The Quality of Orientation: How should we orient new trainees to a specialist children’s hospital

SYNOPSIS

The primary goal of today’s presentation is to identify potential barriers to learning that will help us plan the orientation of 2015’s new trainees, not only in anaesthesia but in other craft groups. The secondary goal is to compare the vastly differing results Peter obtained when he initially undertook this project as an online survey with the results obtained when the study was repeated as a qualitative research project, and to consider that the way we ask a question might influence the answers we get.

SPEAKER

Dr Peter Howe first came to RCH in 1989, planning to be a paediatrician, but found he spent most of his time performing painful procedures on children and gave up not only paediatrics but medicine for a while.

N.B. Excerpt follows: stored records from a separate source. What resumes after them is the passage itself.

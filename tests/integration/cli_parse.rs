use clap::{CommandFactory, Parser};
use envmerge::tooling::cli::{Cli, Commands};

#[test]
fn parse_valid_command_matrix() {
    let cases: Vec<Vec<&str>> = vec![
        vec!["envmerge", "apply"],
        vec!["envmerge", "apply", "--dry-run"],
        vec!["envmerge", "apply", "--format", "json"],
        vec!["envmerge", "show"],
        vec!["envmerge", "show", "--format", "json"],
        vec!["envmerge", "config"],
        vec![
            "envmerge",
            "--function-name",
            "fn",
            "--region",
            "eu-west-1",
            "--aws-bin",
            "/usr/local/bin/aws",
            "--profile",
            "ops",
            "apply",
        ],
        vec!["envmerge", "--config", "./envmerge.toml", "show"],
        vec![
            "envmerge",
            "--log-level",
            "debug",
            "--log-format",
            "json",
            "--log-output",
            "file",
            "--log-file",
            "/tmp/envmerge.log",
            "config",
        ],
    ];

    for args in cases {
        let parsed = Cli::try_parse_from(args.clone());
        assert!(parsed.is_ok(), "expected valid parse for args: {args:?}");
    }
}

#[test]
fn parse_requires_a_subcommand() {
    assert!(Cli::try_parse_from(["envmerge"]).is_err());
    assert!(Cli::try_parse_from(["envmerge", "deploy"]).is_err());
}

#[test]
fn unknown_output_format_is_a_usage_error() {
    for args in [
        vec!["envmerge", "apply", "--format", "yaml"],
        vec!["envmerge", "show", "--format", "xml"],
    ] {
        let err = Cli::try_parse_from(args.clone()).unwrap_err();
        assert_eq!(err.kind(), clap::error::ErrorKind::InvalidValue, "args: {args:?}");
        assert_eq!(err.exit_code(), 2);
    }
}

#[test]
fn apply_defaults_to_text_and_real_run() {
    let cli = Cli::try_parse_from(["envmerge", "apply"]).unwrap();
    assert_eq!(
        cli.command,
        Commands::Apply {
            dry_run: false,
            format: "text".to_string()
        }
    );
    assert!(cli.config.is_none());
}

#[test]
fn help_lists_every_command() {
    let help = Cli::command().render_long_help().to_string();
    for name in ["apply", "show", "config"] {
        assert!(help.contains(name), "help missing {name}: {help}");
    }
}

#[test]
fn command_definition_is_consistent() {
    Cli::command().debug_assert();
}
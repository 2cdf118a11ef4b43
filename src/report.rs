//! Format pipeline progress and results as text or JSON.

use crate::mask;
use crate::merger::{MergeSummary, Stage, UpdateOutcome};
use crate::types::{EnvironmentSet, FunctionTarget};
use comfy_table::presets::UTF8_BORDERS_ONLY;
use comfy_table::Table;
use owo_colors::OwoColorize;
use serde::{Deserialize, Serialize};
use std::collections::BTreeMap;

/// Output format selected with `--format`.
#[derive(Debug, Clone, Copy, PartialEq, Eq)]
pub enum OutputFormat {
    Text,
    Json,
}

impl OutputFormat {
    pub fn parse(value: &str) -> Result<Self, String> {
        match value {
            "text" => Ok(OutputFormat::Text),
            "json" => Ok(OutputFormat::Json),
            other => Err(format!(
                "Invalid format: {} (must be 'text' or 'json')",
                other
            )),
        }
    }
}

/// Progress line printed for a pipeline stage.
pub fn stage_line(stage: &Stage) -> String {
    match stage {
        Stage::Fetching { function_name } => format!(
            "🔍 Fetching current environment variables from {}...",
            function_name
        ),
        Stage::Fetched { count } => {
            format!("✅ Current environment variables: {} variables", count)
        }
        Stage::Merged { count } => format!(
            "✅ Updated environment variables: {} variables\n   Added SMS configuration variables",
            count
        ),
        Stage::Submitting => "\n📤 Updating Lambda function environment variables...".to_string(),
        Stage::Submitted => "✅ Successfully updated Lambda function!".to_string(),
    }
}

/// Every variable in key order with sensitive values masked.
pub fn masked_variables(environment: &EnvironmentSet) -> BTreeMap<String, String> {
    environment
        .iter()
        .map(|(key, value)| (key.to_string(), mask::display_value(key, value)))
        .collect()
}

/// One `   ✅ KEY: value` line per variable.
pub fn format_variable_lines(environment: &EnvironmentSet) -> String {
    let mut out = String::new();
    for (key, display) in masked_variables(environment) {
        out.push_str(&format!("   ✅ {}: {}\n", key, display));
    }
    out
}

fn push_key_list(out: &mut String, label: &str, keys: &[String]) {
    if !keys.is_empty() {
        out.push_str(&format!("   {}: {}\n", label, keys.join(", ")));
    }
}

/// Final section of `apply` text output.
pub fn format_apply_text(outcome: &UpdateOutcome) -> String {
    let mut out = String::new();
    if outcome.is_dry_run() {
        out.push_str("\n📝 Dry run: no changes submitted\n");
        if outcome.summary.is_noop() {
            out.push_str("   Already up to date: submitting would change nothing\n");
        }
        push_key_list(&mut out, "Would add", &outcome.summary.added);
        push_key_list(&mut out, "Would overwrite", &outcome.summary.overwritten);
        push_key_list(&mut out, "Already set", &outcome.summary.unchanged);
        out.push_str("\n📋 Merged environment variables:\n");
    } else {
        out.push_str("\n📋 Updated environment variables:\n");
    }
    out.push_str(&format_variable_lines(outcome.reported()));
    out
}

/// JSON shape of an `apply` run.
#[derive(Debug, Clone, Serialize, Deserialize)]
pub struct ApplyReport {
    pub function_name: String,
    pub region: String,
    pub dry_run: bool,
    pub previous_count: usize,
    pub merged_count: usize,
    #[serde(flatten)]
    pub summary: MergeSummary,
    pub variables: BTreeMap<String, String>,
}

impl ApplyReport {
    pub fn from_outcome(outcome: &UpdateOutcome) -> Self {
        Self {
            function_name: outcome.target.function_name.clone(),
            region: outcome.target.region.clone(),
            dry_run: outcome.is_dry_run(),
            previous_count: outcome.previous.len(),
            merged_count: outcome.merged.len(),
            summary: outcome.summary.clone(),
            variables: masked_variables(outcome.reported()),
        }
    }
}

/// JSON shape of a `show` run.
#[derive(Debug, Clone, Serialize, Deserialize)]
pub struct ShowReport {
    pub function_name: String,
    pub region: String,
    pub count: usize,
    pub variables: BTreeMap<String, String>,
}

impl ShowReport {
    pub fn new(target: &FunctionTarget, environment: &EnvironmentSet) -> Self {
        Self {
            function_name: target.function_name.clone(),
            region: target.region.clone(),
            count: environment.len(),
            variables: masked_variables(environment),
        }
    }
}

/// `show` text output: heading plus a masked table.
pub fn format_show_text(target: &FunctionTarget, environment: &EnvironmentSet) -> String {
    let mut out = String::new();
    out.push_str(&format!(
        "{}\n\n",
        format!("Environment of {}", target).bold().underline()
    ));
    if environment.is_empty() {
        out.push_str("  No environment variables set\n");
        return out;
    }
    let mut table = Table::new();
    table.load_preset(UTF8_BORDERS_ONLY);
    table.set_header(vec!["Variable", "Value"]);
    for (key, display) in masked_variables(environment) {
        table.add_row(vec![key, display]);
    }
    out.push_str(&format!("{}\n\n", table));
    out.push_str(&format!("Total: {} variables\n", environment.len()));
    out
}
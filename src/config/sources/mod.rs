//! Configuration sources layered by the merge service.

pub mod environment;
pub mod global_file;
pub mod local_file;
//! ConfigLoader facade delegating to merge service.

use super::merge::service::MergeService;
use super::EnvMergeConfig;
use crate::error::EnvMergeError;
use std::path::Path;

/// Configuration loader facade.
pub struct ConfigLoader;

impl ConfigLoader {
    /// Load configuration from files and environment.
    pub fn load(working_dir: &Path) -> Result<EnvMergeConfig, EnvMergeError> {
        Ok(MergeService::load(working_dir)?)
    }

    /// Load configuration from a specific file.
    pub fn load_from_file(path: &Path) -> Result<EnvMergeConfig, EnvMergeError> {
        Ok(MergeService::load_from_file(path)?)
    }
}
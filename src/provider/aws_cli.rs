//! AWS CLI client: shells out to `aws lambda get-function-configuration` and
//! `aws lambda update-function-configuration`.

use super::contract::FunctionConfigClient;
use crate::error::EnvMergeError;
use crate::types::{EnvironmentSet, FunctionTarget};
use serde::{Deserialize, Serialize};
use std::process::{Command, Output};
use tracing::{debug, warn};

/// `[aws]` configuration section.
#[derive(Debug, Clone, PartialEq, Eq, Serialize, Deserialize)]
pub struct AwsCliConfig {
    /// Program invoked for provider calls.
    #[serde(default = "default_binary")]
    pub binary: String,

    /// Named AWS profile passed as `--profile`.
    #[serde(default, skip_serializing_if = "Option::is_none")]
    pub profile: Option<String>,
}

fn default_binary() -> String {
    "aws".to_string()
}

impl Default for AwsCliConfig {
    fn default() -> Self {
        Self {
            binary: default_binary(),
            profile: None,
        }
    }
}

/// Body of the `--environment` argument.
#[derive(Serialize)]
struct EnvironmentPayload<'a> {
    #[serde(rename = "Variables")]
    variables: &'a EnvironmentSet,
}

/// The part of `update-function-configuration` output we read back.
#[derive(Deserialize)]
struct FunctionConfigurationResponse {
    #[serde(rename = "Environment", default)]
    environment: Option<EnvironmentBlock>,
}

#[derive(Deserialize)]
struct EnvironmentBlock {
    #[serde(rename = "Variables", default)]
    variables: EnvironmentSet,
}

/// Provider client backed by the AWS command-line tool.
#[derive(Debug, Clone)]
pub struct AwsCliClient {
    binary: String,
    profile: Option<String>,
}

impl AwsCliClient {
    pub fn new(binary: impl Into<String>, profile: Option<String>) -> Self {
        Self {
            binary: binary.into(),
            profile,
        }
    }

    pub fn from_config(config: &AwsCliConfig) -> Self {
        Self::new(config.binary.clone(), config.profile.clone())
    }

    /// Arguments for the read-configuration call.
    pub fn fetch_args(&self, target: &FunctionTarget) -> Vec<String> {
        let mut args = vec![
            "lambda".to_string(),
            "get-function-configuration".to_string(),
            "--function-name".to_string(),
            target.function_name.clone(),
            "--region".to_string(),
            target.region.clone(),
            "--query".to_string(),
            "Environment.Variables".to_string(),
            "--output".to_string(),
            "json".to_string(),
        ];
        self.push_profile(&mut args);
        args
    }

    /// Arguments for the update-configuration call.
    pub fn submit_args(
        &self,
        target: &FunctionTarget,
        environment: &EnvironmentSet,
    ) -> Result<Vec<String>, EnvMergeError> {
        let payload = serde_json::to_string(&EnvironmentPayload {
            variables: environment,
        })?;
        let mut args = vec![
            "lambda".to_string(),
            "update-function-configuration".to_string(),
            "--function-name".to_string(),
            target.function_name.clone(),
            "--region".to_string(),
            target.region.clone(),
            "--environment".to_string(),
            payload,
        ];
        self.push_profile(&mut args);
        Ok(args)
    }

    fn push_profile(&self, args: &mut Vec<String>) {
        if let Some(profile) = &self.profile {
            args.push("--profile".to_string());
            args.push(profile.clone());
        }
    }

    fn run(&self, args: &[String]) -> Result<Output, EnvMergeError> {
        debug!(
            program = %self.binary,
            args = ?redact_args(args),
            "Invoking provider command"
        );
        Command::new(&self.binary)
            .args(args)
            .output()
            .map_err(|source| EnvMergeError::Spawn {
                program: self.binary.clone(),
                source,
            })
    }
}

/// Hide the environment payload when logging an argument vector.
fn redact_args(args: &[String]) -> Vec<&str> {
    let mut redacted = Vec::with_capacity(args.len());
    let mut hide_next = false;
    for arg in args {
        if hide_next {
            redacted.push("<redacted>");
            hide_next = false;
        } else {
            hide_next = arg == "--environment";
            redacted.push(arg.as_str());
        }
    }
    redacted
}

/// Parse `--query Environment.Variables --output json` output. `null` means the
/// function has no environment block.
pub fn parse_fetch_output(stdout: &str) -> Result<EnvironmentSet, EnvMergeError> {
    let variables: Option<EnvironmentSet> = serde_json::from_str(stdout)?;
    Ok(variables.unwrap_or_default())
}

/// Pull `Environment.Variables` out of an update response.
pub fn parse_submit_output(stdout: &str) -> Result<EnvironmentSet, EnvMergeError> {
    let response: FunctionConfigurationResponse = serde_json::from_str(stdout)?;
    Ok(response
        .environment
        .map(|block| block.variables)
        .unwrap_or_default())
}

impl FunctionConfigClient for AwsCliClient {
    fn fetch_environment(&self, target: &FunctionTarget) -> Result<EnvironmentSet, EnvMergeError> {
        let output = self.run(&self.fetch_args(target))?;
        if !output.status.success() {
            let stderr = String::from_utf8_lossy(&output.stderr).into_owned();
            warn!(
                function_name = %target.function_name,
                region = %target.region,
                status = ?output.status.code(),
                "get-function-configuration failed"
            );
            return Err(EnvMergeError::FetchFailed { stderr });
        }
        parse_fetch_output(&String::from_utf8_lossy(&output.stdout))
    }

    fn submit_environment(
        &self,
        target: &FunctionTarget,
        environment: &EnvironmentSet,
    ) -> Result<EnvironmentSet, EnvMergeError> {
        let output = self.run(&self.submit_args(target, environment)?)?;
        if !output.status.success() {
            let stderr = String::from_utf8_lossy(&output.stderr).into_owned();
            warn!(
                function_name = %target.function_name,
                region = %target.region,
                status = ?output.status.code(),
                "update-function-configuration failed"
            );
            return Err(EnvMergeError::SubmitFailed { stderr });
        }
        parse_submit_output(&String::from_utf8_lossy(&output.stdout))
    }
}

After trying out life as an unemployed actor in Darwin and an unemployed opera singer in Melbourne, he returned to RCH as an anaesthetic registrar in 1997 and hasn’t left since. He has been an anaesthetics consultant since 2000, the supervisor of anaesthesia training since 2001 and an Honorary Clinical Senior Fellow with The University of Melbourne since 2006.

He has always had a passion for teaching, and has been the RCH anaesthesia department’s ’Teacher of the Year’ seven times. Earlier this year he completed a Master of Clinical Education through Flinders University. Today he will present aspects of his masters research project, which describes the experiences of anaesthesia trainees as they began a term at a specialist paediatric hospital.